- Power type: Steam
- Builder: Orenstein & Koppel
- Build date: 1911
- Total produced: 2
- Configuration:: ​
- • Whyte: 2-6-2T
- Gauge: 1,435 mm (4 ft 8+1⁄2 in)
- Driver dia.: 1,370 mm (54 in)
- Length: 10,846 mm (35 ft 7.0 in)
- Width: 2,900 mm (9 ft 6 in)
- Height: 3,900 mm (12 ft 10 in)
- Adhesive weight: 34.70 t (34.15 long tons)
- Loco weight: 51.45 t (50.64 long tons)
- Fuel capacity: 1.60 t (1.57 long tons)
- Water cap.: 5,600 L (1,500 US gal)
- Firebox:: ​
- • Grate area: 1.80 m^{2} (19.4 sq ft)
- Boiler:: ​
- • Small tubes: 81 x 45 mm (1.8 in)
- • Large tubes: 12 x 137 mm (5.4 in)
- Boiler pressure: 12.0 kgf/cm^{2} (171 psi)
- Heating surface:: ​
- • Firebox: 7.60 m^{2} (81.8 sq ft)
- • Tubes: 74.40 m^{2} (800.8 sq ft)
- • Total surface: 74.40 m^{2} (800.8 sq ft)
- Superheater:: ​
- • Heating area: 19.00 m^{2} (204.5 sq ft)
- Cylinders: 1
- Cylinder size: 450 mm × 550 mm (18 in × 22 in)
- Valve gear: Walschaerts
- Maximum speed: 75 km/h (47 mph)
- Tractive effort: 72.0 kN (16,200 lb_{f})
- Operators: Domun Railway Chosen Government Railway Korean State Railway
- Class: Sentetsu: プレロ KSR: 부러유
- Number in class: 2
- Numbers: Sentetsu: プレロ1, プレロ2 KSR: 부러유1, 부러유2
- Delivered: 1911

= Sentetsu Purero-class locomotives =

2-6-2 steam locomotive

The Purero-class (プレロ) locomotives were a group of steam tank locomotives with 2-6-2 wheel arrangement of used by the Chosen Government Railway (Sentetsu) in Korea. The "Pure" name came from the American naming system for steam locomotives, under which locomotives with 2-6-2 wheel arrangement were called "Prairie".

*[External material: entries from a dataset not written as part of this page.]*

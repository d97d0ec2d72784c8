//! Adapter-level scenarios against the seeded mock namespace

use cloudshelf_core::domain::{CloudError, CloudPath, ServiceType};
use cloudshelf_core::ports::ICloudService;
use cloudshelf_mock::MockCloudService;

use crate::common::{find, names, path, signed_in};

#[tokio::test]
async fn test_seeded_root_and_documents_listing() {
    let service = signed_in(ServiceType::Dropbox).await;

    let root = service.list_files(&CloudPath::root()).await.unwrap();
    assert_eq!(names(&root), vec!["Documents", "Photos", "Resume.pdf"]);
    assert_eq!(root.iter().filter(|f| f.is_folder()).count(), 2);

    let docs = service.list_files(find(&root, "Documents").path()).await.unwrap();
    let mut doc_names = names(&docs);
    doc_names.sort_unstable();
    assert_eq!(
        doc_names,
        vec!["Contract.pdf", "Meeting Notes.txt", "Project Proposal.pdf"]
    );
}

#[tokio::test]
async fn test_upload_appears_in_listing_with_byte_size() {
    let service = signed_in(ServiceType::GoogleDrive).await;
    let data = b"quarterly numbers";

    let uploaded = service
        .upload_file(data, "new.txt", &path("/Documents"))
        .await
        .unwrap();

    let docs = service.list_files(&path("/Documents")).await.unwrap();
    let listed = find(&docs, "new.txt");
    assert_eq!(listed.id(), uploaded.id());
    assert_eq!(listed.size(), data.len() as u64);
    assert!(!listed.is_folder());
    assert_eq!(listed.path(), &path("/Documents/new.txt"));
}

#[tokio::test]
async fn test_rename_keeps_id_and_parent() {
    let service = signed_in(ServiceType::OneDrive).await;
    let docs = service.list_files(&path("/Documents")).await.unwrap();
    let original = find(&docs, "Contract.pdf").clone();

    let renamed = service.rename_file(&original, "renamed.txt").await.unwrap();

    assert_eq!(renamed.id(), original.id());
    assert_eq!(renamed.name(), "renamed.txt");
    assert_eq!(renamed.parent_path(), original.parent_path());

    let after = service.list_files(&path("/Documents")).await.unwrap();
    assert!(names(&after).contains(&"renamed.txt"));
    assert!(!names(&after).contains(&"Contract.pdf"));
}

#[tokio::test]
async fn test_rename_onto_existing_sibling_fails() {
    let service = signed_in(ServiceType::Dropbox).await;
    let docs = service.list_files(&path("/Documents")).await.unwrap();

    let err = service
        .rename_file(find(&docs, "Contract.pdf"), "Meeting Notes.txt")
        .await
        .unwrap_err();

    assert!(matches!(err, CloudError::OperationFailed(_)));
}

#[tokio::test]
async fn test_search_spans_all_folders() {
    let service = signed_in(ServiceType::Dropbox).await;

    let notes = service.search_files("notes").await.unwrap();
    assert_eq!(names(&notes.items), vec!["Meeting Notes.txt"]);
    assert!(!notes.truncated);

    let pdfs = service.search_files("PDF").await.unwrap();
    assert_eq!(
        names(&pdfs.items),
        vec!["Contract.pdf", "Project Proposal.pdf", "Resume.pdf"]
    );
}

#[tokio::test]
async fn test_move_folder_carries_children() {
    let service = signed_in(ServiceType::ICloudDrive).await;
    let archive = service
        .create_folder("Archive", &CloudPath::root())
        .await
        .unwrap();
    let root = service.list_files(&CloudPath::root()).await.unwrap();

    let moved = service
        .move_file(find(&root, "Documents"), archive.path())
        .await
        .unwrap();

    assert_eq!(moved.id(), "folder1");
    assert_eq!(moved.path(), &path("/Archive/Documents"));
    assert_eq!(service.list_files(moved.path()).await.unwrap().len(), 3);
    assert!(matches!(
        service.list_files(&path("/Documents")).await,
        Err(CloudError::FileNotFound)
    ));
}

#[tokio::test]
async fn test_move_folder_into_itself_is_rejected() {
    let service = signed_in(ServiceType::Dropbox).await;
    let root = service.list_files(&CloudPath::root()).await.unwrap();

    let err = service
        .move_file(find(&root, "Documents"), &path("/Documents"))
        .await
        .unwrap_err();

    assert!(matches!(err, CloudError::InvalidPath));
}

#[tokio::test]
async fn test_copy_gets_new_id_and_keeps_original() {
    let service = signed_in(ServiceType::Dropbox).await;
    let root = service.list_files(&CloudPath::root()).await.unwrap();
    let resume = find(&root, "Resume.pdf");

    let copy = service.copy_file(resume, &path("/Photos")).await.unwrap();

    assert_ne!(copy.id(), resume.id());
    assert_eq!(copy.size(), resume.size());
    assert_eq!(copy.path(), &path("/Photos/Resume.pdf"));
    assert!(names(&service.list_files(&CloudPath::root()).await.unwrap()).contains(&"Resume.pdf"));
}

#[tokio::test]
async fn test_delete_folder_removes_descendants() {
    let service = signed_in(ServiceType::Dropbox).await;
    let root = service.list_files(&CloudPath::root()).await.unwrap();

    service.delete_file(find(&root, "Photos")).await.unwrap();

    assert!(service.search_files("jpg").await.unwrap().is_empty());
    assert!(matches!(
        service.delete_file(find(&root, "Photos")).await,
        Err(CloudError::FileNotFound)
    ));
}

#[tokio::test]
async fn test_signed_out_calls_fail_without_side_effects() {
    let service = signed_in(ServiceType::Dropbox).await;
    let before = service.list_files(&path("/Documents")).await.unwrap();
    service.sign_out().await.unwrap();

    let err = service
        .upload_file(b"x", "ghost.txt", &path("/Documents"))
        .await
        .unwrap_err();
    assert!(matches!(err, CloudError::NotAuthenticated));

    service.authenticate().await.unwrap();
    let after = service.list_files(&path("/Documents")).await.unwrap();
    assert_eq!(names(&after), names(&before));
}

#[tokio::test]
async fn test_empty_adapter_has_empty_root() {
    let service = MockCloudService::empty(ServiceType::OneDrive);
    let account = service.authenticate().await.unwrap();

    assert!(service.list_files(&CloudPath::root()).await.unwrap().is_empty());
    assert_eq!(account.used_space(), Some(0));
}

In all, Sentetsu owned 227 locomotives of all Pure classes, whilst privately owned railways owned another 52; of these 279 locomotives, 169 went to the Korean National Railroad in South Korea and 110 to the Korean State Railway in North Korea.

==Description==
Orenstein & Koppel of Germany built two superheated 2-6-2 tank locomotives in 1911 which were operated by the privately owned Domun Railway after 1920. Both were taken over by Sentetsu after the nationalisation of the Domun Railway in 1929; after the general renumbering of 1938 they were designated プレロ (Purero) class and numbered プレロ1 and プレロ2.

==Postwar: Korean State Railway 부러유 (Purŏyu) class==
After the Liberation and partition of Korea, both ended up in North Korea after Liberation, and were operated by the Korean State Railway designated 부러유 (Purŏyu) class.